> TASK TO CARRY OUT:
When you write the records again, keep every line exactly as it was.

> Stored data:

###

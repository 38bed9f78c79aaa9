// Entities page scenarios
//
// Ignored by default; see connect_page_test.rs for how to point these
// at a live deployment.

mod common;

use console_e2e::flows;

#[tokio::test]
#[ignore = "requires a live console and a WebDriver endpoint"]
async fn open_entities_page() {
    common::init_tracing();
    let config = common::config();
    let session = common::connect(&config).await;

    flows::open_entities(&session, &config)
        .await
        .expect("entities page did not render after login");

    session.close().await.expect("failed to close the session");
}

#[tokio::test]
#[ignore = "requires a live console and a WebDriver endpoint"]
async fn expanded_tree_survives_navigating_away_and_back() {
    common::init_tracing();
    let config = common::config();
    let session = common::connect(&config).await;

    let page = flows::open_entities(&session, &config)
        .await
        .expect("entities page did not render after login");

    page.expand_all().await.expect("tree did not fully expand");
    common::checkpoint_screenshot(&session, &config, "entities_expanding_tree", "10").await;

    let page = flows::navigate_away_and_back(&session, &config, page)
        .await
        .expect("navigation to overview and back failed");

    let expanded = page
        .expanded_nodes()
        .await
        .expect("could not query expanded nodes")
        .len();
    assert_eq!(
        expanded,
        page.node_count(),
        "all tree nodes should stay expanded across navigation"
    );
    common::checkpoint_screenshot(&session, &config, "entities_expanding_tree", "20").await;

    session
        .require_no_script_errors()
        .await
        .expect("page logged uncaught script errors");
    session.close().await.expect("failed to close the session");
}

###

> RESULT OF THE EXERCISE:
repository 38bed9f78c79aaa9
// Entities page scenarios
//
// Ignored by default; see connect_page_test.rs for how to point these
// at a live deployment.

mod common;

use console_e2e::flows;

#[tokio::test]
#[ignore = "requires a live console and a WebDriver endpoint"]
async fn open_entities_page() {
    common::init_tracing();
    let config = common::config();
    let session = common::connect(&config).await;

    flows::open_entities(&session, &config)
        .await
        .expect("entities page did not render after login");

    session.close().await.expect("failed to close the session");
}

#[tokio::test]
#[ignore = "requires a live console and a WebDriver endpoint"]
async fn expanded_tree_survives_navigating_away_and_back() {
    common::init_tracing();
    let config = common::config();
    let session = common::connect(&config).await;

    let page = flows::open_entities(&session, &config)
        .await
        .expect("entities page did not render after login");

    page.expand_all().await.expect("tree did not fully expand");
    common::checkpoint_screenshot(&session, &config, "entities_expanding_tree", "10").await;

    let page = flows::navigate_away_and_back(&session, &config, page)
        .await
        .expect("navigation to overview and back failed");

    let expanded = page
        .expanded_nodes()
        .await
        .expect("could not query expanded nodes")
        .len();
    assert_eq!(
        expanded,
        page.node_count(),
        "all tree nodes should stay expanded across navigation"
    );
    common::checkpoint_screenshot(&session, &config, "entities_expanding_tree", "20").await;

    session
        .require_no_script_errors()
        .await
        .expect("page logged uncaught script errors");
    session.close().await.expect("failed to close the session");
}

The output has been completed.